▼

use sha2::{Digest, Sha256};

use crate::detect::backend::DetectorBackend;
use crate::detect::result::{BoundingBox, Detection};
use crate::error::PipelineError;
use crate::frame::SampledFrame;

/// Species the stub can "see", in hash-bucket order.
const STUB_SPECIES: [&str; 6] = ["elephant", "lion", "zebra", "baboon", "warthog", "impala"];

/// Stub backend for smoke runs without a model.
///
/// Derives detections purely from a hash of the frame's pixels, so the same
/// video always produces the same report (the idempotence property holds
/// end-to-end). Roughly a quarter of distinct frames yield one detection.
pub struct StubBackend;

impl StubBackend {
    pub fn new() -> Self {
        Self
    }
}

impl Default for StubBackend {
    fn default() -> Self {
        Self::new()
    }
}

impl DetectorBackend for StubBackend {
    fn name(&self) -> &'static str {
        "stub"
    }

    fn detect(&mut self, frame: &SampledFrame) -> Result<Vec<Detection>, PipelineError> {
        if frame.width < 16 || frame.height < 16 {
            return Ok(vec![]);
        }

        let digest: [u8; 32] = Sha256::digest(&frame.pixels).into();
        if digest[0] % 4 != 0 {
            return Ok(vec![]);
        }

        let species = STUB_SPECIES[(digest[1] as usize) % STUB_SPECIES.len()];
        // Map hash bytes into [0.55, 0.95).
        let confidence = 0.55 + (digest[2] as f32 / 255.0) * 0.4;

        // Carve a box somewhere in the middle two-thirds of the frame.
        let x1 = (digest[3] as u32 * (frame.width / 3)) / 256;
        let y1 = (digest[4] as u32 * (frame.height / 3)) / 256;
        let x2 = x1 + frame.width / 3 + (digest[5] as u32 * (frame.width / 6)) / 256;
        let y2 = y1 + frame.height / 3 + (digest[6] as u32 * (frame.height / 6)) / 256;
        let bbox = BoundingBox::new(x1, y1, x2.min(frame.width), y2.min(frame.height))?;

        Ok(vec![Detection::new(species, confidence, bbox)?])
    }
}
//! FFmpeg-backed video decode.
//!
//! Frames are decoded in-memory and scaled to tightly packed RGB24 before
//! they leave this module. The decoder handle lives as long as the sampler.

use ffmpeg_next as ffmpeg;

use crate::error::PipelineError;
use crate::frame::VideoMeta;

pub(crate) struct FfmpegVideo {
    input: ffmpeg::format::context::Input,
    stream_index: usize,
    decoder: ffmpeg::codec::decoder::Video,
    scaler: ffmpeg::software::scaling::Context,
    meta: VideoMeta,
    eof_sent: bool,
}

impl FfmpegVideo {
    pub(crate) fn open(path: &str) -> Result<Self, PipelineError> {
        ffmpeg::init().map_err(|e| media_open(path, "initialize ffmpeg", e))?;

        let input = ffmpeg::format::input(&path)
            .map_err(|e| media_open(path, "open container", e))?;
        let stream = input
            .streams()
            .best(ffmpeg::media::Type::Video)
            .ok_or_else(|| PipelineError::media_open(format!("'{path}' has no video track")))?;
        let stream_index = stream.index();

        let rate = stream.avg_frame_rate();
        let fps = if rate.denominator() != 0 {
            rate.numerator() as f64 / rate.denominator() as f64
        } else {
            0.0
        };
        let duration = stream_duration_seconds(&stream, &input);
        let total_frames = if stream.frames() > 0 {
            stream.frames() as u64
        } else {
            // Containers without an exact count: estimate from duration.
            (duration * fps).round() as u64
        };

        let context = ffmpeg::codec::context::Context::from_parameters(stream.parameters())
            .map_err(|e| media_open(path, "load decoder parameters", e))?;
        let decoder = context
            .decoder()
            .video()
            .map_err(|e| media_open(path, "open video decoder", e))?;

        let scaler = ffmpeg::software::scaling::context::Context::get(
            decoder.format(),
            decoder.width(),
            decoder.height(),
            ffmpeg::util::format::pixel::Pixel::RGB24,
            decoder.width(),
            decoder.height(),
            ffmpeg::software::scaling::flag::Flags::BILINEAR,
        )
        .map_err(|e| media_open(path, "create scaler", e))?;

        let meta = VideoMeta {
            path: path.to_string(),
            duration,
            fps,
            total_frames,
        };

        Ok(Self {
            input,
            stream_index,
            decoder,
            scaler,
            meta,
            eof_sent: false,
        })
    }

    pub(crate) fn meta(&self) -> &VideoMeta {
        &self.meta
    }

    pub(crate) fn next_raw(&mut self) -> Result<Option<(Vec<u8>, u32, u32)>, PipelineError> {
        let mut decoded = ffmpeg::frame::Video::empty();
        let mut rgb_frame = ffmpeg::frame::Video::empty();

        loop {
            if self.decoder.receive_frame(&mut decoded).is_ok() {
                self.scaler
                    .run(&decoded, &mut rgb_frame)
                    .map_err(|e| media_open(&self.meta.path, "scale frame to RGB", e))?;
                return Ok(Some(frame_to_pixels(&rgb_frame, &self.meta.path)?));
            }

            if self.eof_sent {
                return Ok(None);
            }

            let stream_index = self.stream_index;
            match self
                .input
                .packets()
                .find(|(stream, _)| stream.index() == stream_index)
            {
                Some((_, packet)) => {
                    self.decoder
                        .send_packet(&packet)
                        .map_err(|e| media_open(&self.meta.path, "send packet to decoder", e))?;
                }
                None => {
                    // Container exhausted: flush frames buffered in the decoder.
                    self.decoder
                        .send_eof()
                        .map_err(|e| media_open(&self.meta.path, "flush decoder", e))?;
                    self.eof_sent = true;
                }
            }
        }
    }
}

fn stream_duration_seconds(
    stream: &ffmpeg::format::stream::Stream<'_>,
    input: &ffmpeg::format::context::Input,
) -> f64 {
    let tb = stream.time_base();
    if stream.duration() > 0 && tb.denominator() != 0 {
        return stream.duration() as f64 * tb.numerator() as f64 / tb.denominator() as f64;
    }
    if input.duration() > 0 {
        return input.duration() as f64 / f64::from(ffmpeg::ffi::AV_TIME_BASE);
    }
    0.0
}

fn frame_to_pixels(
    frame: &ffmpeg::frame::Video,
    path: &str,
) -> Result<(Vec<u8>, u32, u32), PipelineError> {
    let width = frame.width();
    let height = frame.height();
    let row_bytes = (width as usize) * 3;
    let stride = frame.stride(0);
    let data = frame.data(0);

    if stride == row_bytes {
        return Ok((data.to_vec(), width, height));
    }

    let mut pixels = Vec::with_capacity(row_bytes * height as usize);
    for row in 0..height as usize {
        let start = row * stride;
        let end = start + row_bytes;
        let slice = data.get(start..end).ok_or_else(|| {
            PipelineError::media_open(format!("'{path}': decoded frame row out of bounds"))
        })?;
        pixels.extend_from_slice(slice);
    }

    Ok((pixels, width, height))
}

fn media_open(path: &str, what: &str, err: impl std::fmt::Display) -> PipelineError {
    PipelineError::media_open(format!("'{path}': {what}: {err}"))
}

▲

Return every record, leaving each line exactly as it was given.

use sha2::{Digest, Sha256};

use crate::detect::backend::DetectorBackend;
use crate::detect::result::{BoundingBox, Detection};
use crate::error::PipelineError;
use crate::frame::SampledFrame;

/// Species the stub can "see", in hash-bucket order.
const STUB_SPECIES: [&str; 6] = ["elephant", "lion", "zebra", "baboon", "warthog", "impala"];

/// Stub backend for smoke runs without a model.
///
/// Derives detections purely from a hash of the frame's pixels, so the same
/// video always produces the same report (the idempotence property holds
/// end-to-end). Roughly a quarter of distinct frames yield one detection.
pub struct StubBackend;

impl StubBackend {
    pub fn new() -> Self {
        Self
    }
}

impl Default for StubBackend {
    fn default() -> Self {
        Self::new()
    }
}

impl DetectorBackend for StubBackend {
    fn name(&self) -> &'static str {
        "stub"
    }

    fn detect(&mut self, frame: &SampledFrame) -> Result<Vec<Detection>, PipelineError> {
        if frame.width < 16 || frame.height < 16 {
            return Ok(vec![]);
        }

        let digest: [u8; 32] = Sha256::digest(&frame.pixels).into();
        if digest[0] % 4 != 0 {
            return Ok(vec![]);
        }

        let species = STUB_SPECIES[(digest[1] as usize) % STUB_SPECIES.len()];
        // Map hash bytes into [0.55, 0.95).
        let confidence = 0.55 + (digest[2] as f32 / 255.0) * 0.4;

        // Carve a box somewhere in the middle two-thirds of the frame.
        let x1 = (digest[3] as u32 * (frame.width / 3)) / 256;
        let y1 = (digest[4] as u32 * (frame.height / 3)) / 256;
        let x2 = x1 + frame.width / 3 + (digest[5] as u32 * (frame.width / 6)) / 256;
        let y2 = y1 + frame.height / 3 + (digest[6] as u32 * (frame.height / 6)) / 256;
        let bbox = BoundingBox::new(x1, y1, x2.min(frame.width), y2.min(frame.height))?;

        Ok(vec![Detection::new(species, confidence, bbox)?])
    }
}
//! FFmpeg-backed video decode.
//!
//! Frames are decoded in-memory and scaled to tightly packed RGB24 before
//! they leave this module. The decoder handle lives as long as the sampler.

use ffmpeg_next as ffmpeg;

use crate::error::PipelineError;
use crate::frame::VideoMeta;

pub(crate) struct FfmpegVideo {
    input: ffmpeg::format::context::Input,
    stream_index: usize,
    decoder: ffmpeg::codec::decoder::Video,
    scaler: ffmpeg::software::scaling::Context,
    meta: VideoMeta,
    eof_sent: bool,
}

impl FfmpegVideo {
    pub(crate) fn open(path: &str) -> Result<Self, PipelineError> {
        ffmpeg::init().map_err(|e| media_open(path, "initialize ffmpeg", e))?;

        let input = ffmpeg::format::input(&path)
            .map_err(|e| media_open(path, "open container", e))?;
        let stream = input
            .streams()
            .best(ffmpeg::media::Type::Video)
            .ok_or_else(|| PipelineError::media_open(format!("'{path}' has no video track")))?;
        let stream_index = stream.index();

        let rate = stream.avg_frame_rate();
        let fps = if rate.denominator() != 0 {
            rate.numerator() as f64 / rate.denominator() as f64
        } else {
            0.0
        };
        let duration = stream_duration_seconds(&stream, &input);
        let total_frames = if stream.frames() > 0 {
            stream.frames() as u64
        } else {
            // Containers without an exact count: estimate from duration.
            (duration * fps).round() as u64
        };

        let context = ffmpeg::codec::context::Context::from_parameters(stream.parameters())
            .map_err(|e| media_open(path, "load decoder parameters", e))?;
        let decoder = context
            .decoder()
            .video()
            .map_err(|e| media_open(path, "open video decoder", e))?;

        let scaler = ffmpeg::software::scaling::context::Context::get(
            decoder.format(),
            decoder.width(),
            decoder.height(),
            ffmpeg::util::format::pixel::Pixel::RGB24,
            decoder.width(),
            decoder.height(),
            ffmpeg::software::scaling::flag::Flags::BILINEAR,
        )
        .map_err(|e| media_open(path, "create scaler", e))?;

        let meta = VideoMeta {
            path: path.to_string(),
            duration,
            fps,
            total_frames,
        };

        Ok(Self {
            input,
            stream_index,
            decoder,
            scaler,
            meta,
            eof_sent: false,
        })
    }

    pub(crate) fn meta(&self) -> &VideoMeta {
        &self.meta
    }

    pub(crate) fn next_raw(&mut self) -> Result<Option<(Vec<u8>, u32, u32)>, PipelineError> {
        let mut decoded = ffmpeg::frame::Video::empty();
        let mut rgb_frame = ffmpeg::frame::Video::empty();

        loop {
            if self.decoder.receive_frame(&mut decoded).is_ok() {
                self.scaler
                    .run(&decoded, &mut rgb_frame)
                    .map_err(|e| media_open(&self.meta.path, "scale frame to RGB", e))?;
                return Ok(Some(frame_to_pixels(&rgb_frame, &self.meta.path)?));
            }

            if self.eof_sent {
                return Ok(None);
            }

            let stream_index = self.stream_index;
            match self
                .input
                .packets()
                .find(|(stream, _)| stream.index() == stream_index)
            {
                Some((_, packet)) => {
                    self.decoder
                        .send_packet(&packet)
                        .map_err(|e| media_open(&self.meta.path, "send packet to decoder", e))?;
                }
                None => {
                    // Container exhausted: flush frames buffered in the decoder.
                    self.decoder
                        .send_eof()
                        .map_err(|e| media_open(&self.meta.path, "flush decoder", e))?;
                    self.eof_sent = true;
                }
            }
        }
    }
}

fn stream_duration_seconds(
    stream: &ffmpeg::format::stream::Stream<'_>,
    input: &ffmpeg::format::context::Input,
) -> f64 {
    let tb = stream.time_base();
    if stream.duration() > 0 && tb.denominator() != 0 {
        return stream.duration() as f64 * tb.numerator() as f64 / tb.denominator() as f64;
    }
    if input.duration() > 0 {
        return input.duration() as f64 / f64::from(ffmpeg::ffi::AV_TIME_BASE);
    }
    0.0
}

fn frame_to_pixels(
    frame: &ffmpeg::frame::Video,
    path: &str,
) -> Result<(Vec<u8>, u32, u32), PipelineError> {
    let width = frame.width();
    let height = frame.height();
    let row_bytes = (width as usize) * 3;
    let stride = frame.stride(0);
    let data = frame.data(0);

    if stride == row_bytes {
        return Ok((data.to_vec(), width, height));
    }

    let mut pixels = Vec::with_capacity(row_bytes * height as usize);
    for row in 0..height as usize {
        let start = row * stride;
        let end = start + row_bytes;
        let slice = data.get(start..end).ok_or_else(|| {
            PipelineError::media_open(format!("'{path}': decoded frame row out of bounds"))
        })?;
        pixels.extend_from_slice(slice);
    }

    Ok((pixels, width, height))
}

fn media_open(path: &str, what: &str, err: impl std::fmt::Display) -> PipelineError {
    PipelineError::media_open(format!("'{path}': {what}: {err}"))
}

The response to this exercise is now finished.